Displaced Papua New Guinea Communities Receive Safe Drinking Water from UN Migration Agency

Humanitarian Emergencies, Migration and Climate Change, Migration and Environment

Port Moresby – Oro Province in Papua New Guinea is prone to natural disasters, including volcanic eruptions, cyclones and flooding, which have led to displacement, destruction of property and even death. The disasters have increased the vulnerability of communities, limiting their access to essential services, including safe drinking water.

This month, the UN Migration Agency (IOM), with support from the United States Agency for International Development (USAID), responded by launching water supply projects in ten Oro wards impacted by Cyclone Guba nearly a decade ago and hit by subsequent natural disasters, including floods.

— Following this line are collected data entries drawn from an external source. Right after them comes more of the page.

/// Tool for logging daily habit completion state
///
/// This module implements the habit_log MCP tool. Logging the same habit and
/// date twice overwrites the earlier state (upsert), so there is at most one
/// log per (habit, date) pair.

use serde::{Deserialize, Serialize};
use crate::domain::{HabitId, HabitLog};
use crate::storage::{StorageError, TrackerStorage};
use crate::tools::parse_date_or_today;

/// Parameters for logging a habit
#[derive(Debug, Deserialize)]
pub struct LogHabitParams {
    pub habit_id: String,
    /// Optional date, defaults to today
    pub date: Option<String>,
    /// Defaults to true
    pub completed: Option<bool>,
    pub notes: Option<String>,
}

/// Response from logging a habit
#[derive(Debug, Serialize)]
pub struct LogHabitResponse {
    pub success: bool,
    pub message: String,
}

/// Log a habit's completion state using the provided storage
pub fn log_habit<S: TrackerStorage>(
    storage: &S,
    params: LogHabitParams,
) -> Result<LogHabitResponse, StorageError> {
    let habit_id = HabitId::from_string(params.habit_id.trim())
        .map_err(|_| StorageError::InvalidInput("Invalid habit ID format".to_string()))?;

    // Verify habit exists (also resolves its name for the response)
    let habit = storage.get_habit(&habit_id)?;

    let date = parse_date_or_today(params.date.as_deref())?;
    let completed = params.completed.unwrap_or(true);

    let log = HabitLog::new(habit_id, date, completed, params.notes)
        .map_err(|e| StorageError::InvalidInput(e.to_string()))?;

    storage.upsert_log(&log)?;

    let message = if completed {
        format!("Logged '{}' as completed for {}", habit.name, date)
    } else {
        format!("Logged '{}' as skipped for {}", habit.name, date)
    };

    Ok(LogHabitResponse {
        success: true,
        message,
    })
}
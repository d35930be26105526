/// MCP server implementation that handles JSON-RPC communication
///
/// This module implements the actual MCP server that:
/// 1. Reads JSON-RPC requests from stdin
/// 2. Processes tool calls using the wellness tracker
/// 3. Sends JSON-RPC responses to stdout

use std::collections::HashMap;
use serde_json::{json, Value};
use tokio::io::{AsyncBufReadExt, AsyncWriteExt, BufReader};
use tracing::{debug, error, info};

use crate::mcp::protocol::*;
use crate::tools;
use crate::{ServerError, TrackerServer};

/// MCP server that handles communication with Claude
pub struct McpServer {
    /// The underlying tracker server
    tracker: TrackerServer,
    /// Whether the server has been initialized
    initialized: bool,
}
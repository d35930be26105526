/// Public library interface for the Wellness Tracker MCP server
///
/// This module exports the main server implementation and public types
/// that can be used by other applications or tests.

use std::path::PathBuf;
use thiserror::Error;

// Internal modules
mod domain;
mod storage;
mod analytics;
mod tools;
mod mcp;

// Re-export public modules and types
pub use domain::*;
pub use storage::{SqliteStorage, StorageError, TrackerStorage};
pub use analytics::{
    generate_report, AnalyticsReport, FocusPoint, InsightItem, MoodPoint, ReportingWindow,
    Trend, WeeklyStats,
};
pub use tools::*;

/// Errors that can occur during server operation
#[derive(Error, Debug)]
pub enum ServerError {
    #[error("Database error: {0}")]
    Database(#[from] storage::StorageError),

    #[error("Domain validation error: {0}")]
    Domain(#[from] domain::DomainError),

    #[error("IO error: {0}")]
    Io(#[from] std::io::Error),

    #[error("JSON serialization error: {0}")]
    Json(#[from] serde_json::Error),
}

/// Main wellness tracker server that implements the MCP protocol
///
/// The server persists habits, habit logs, mood entries and focus sessions
/// in a SQLite database and exposes tools for logging records and for
/// generating the weekly analytics report.
pub struct TrackerServer {
    storage: SqliteStorage,
}

impl TrackerServer {
    /// Create a new tracker server with the specified database path
    ///
    /// This will initialize the SQLite database with the required schema
    /// if it doesn't already exist.
    pub async fn new(db_path: PathBuf) -> Result<Self, ServerError> {
        tracing::info!("Initializing Wellness Tracker server with database: {:?}", db_path);

        let storage = SqliteStorage::new(db_path)?;

        Ok(Self { storage })
    }

    /// Run the MCP server, handling JSON-RPC requests over stdin/stdout
    ///
    /// This method will block until the server is shut down or an error occurs.
    pub async fn run(self) -> Result<(), ServerError> {
        tracing::info!("Starting MCP server...");

        // Test database connectivity
        let habits = self.storage.list_habits()?;
        tracing::info!("Server started successfully, found {} existing habits", habits.len());

        let mut mcp_server = mcp::McpServer::new(self);
        mcp_server.run().await?;

        Ok(())
    }

    /// Get a reference to the storage layer (useful for testing)
    pub fn storage(&self) -> &SqliteStorage {
        &self.storage
    }
}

IOM is responding by establishing rainwater harvesting facilities and cisterns, which will provide safe drinking water for at least 1,900 households in Tabara, Katuna, Bakubari, Gona, Killerton, Buna, Ononda, Eroro, Ahora Beuru and Horau-Huhuru.

“Identified as such during a community-based disaster risk management process organized by IOM, safe drinking water is the top priority among our projects, and it is essential for reducing health risks and preventing disease outbreaks,” said Lance Bonneau, IOM Papua New Guinea Chief of Mission.

In the past, women and girls would usually carry drinking water from rivers and unprotected wells. “My family used to get our water from shallow wells. But it was always brackish. We can now get clean (rain) water from the tanks supplied by IOM,” said a Katuna resident.

Community members worked with IOM engineers to set up the tanks. “We committed ourselves to be part of what IOM is doing in our community. We collected wood, sand and stones for the construction of our water points,” said a villager from Bakubari.

“It is important that beneficiary communities take ownership of disaster risk management projects and community development planning. Disasters are indiscriminate in both timing and scale but, whatever or whenever the event, the community will have to provide the frontline response to minimize the impact and save lives,” said Bonneau.

The water supply system was commissioned in the Oro coastal town of Killerton at a ceremony attended by representatives of the Provincial Disaster Office, district and local government authorities and media. Steven Awoda, on behalf of the Government, thanked IOM and members of the community for their commitment to the project.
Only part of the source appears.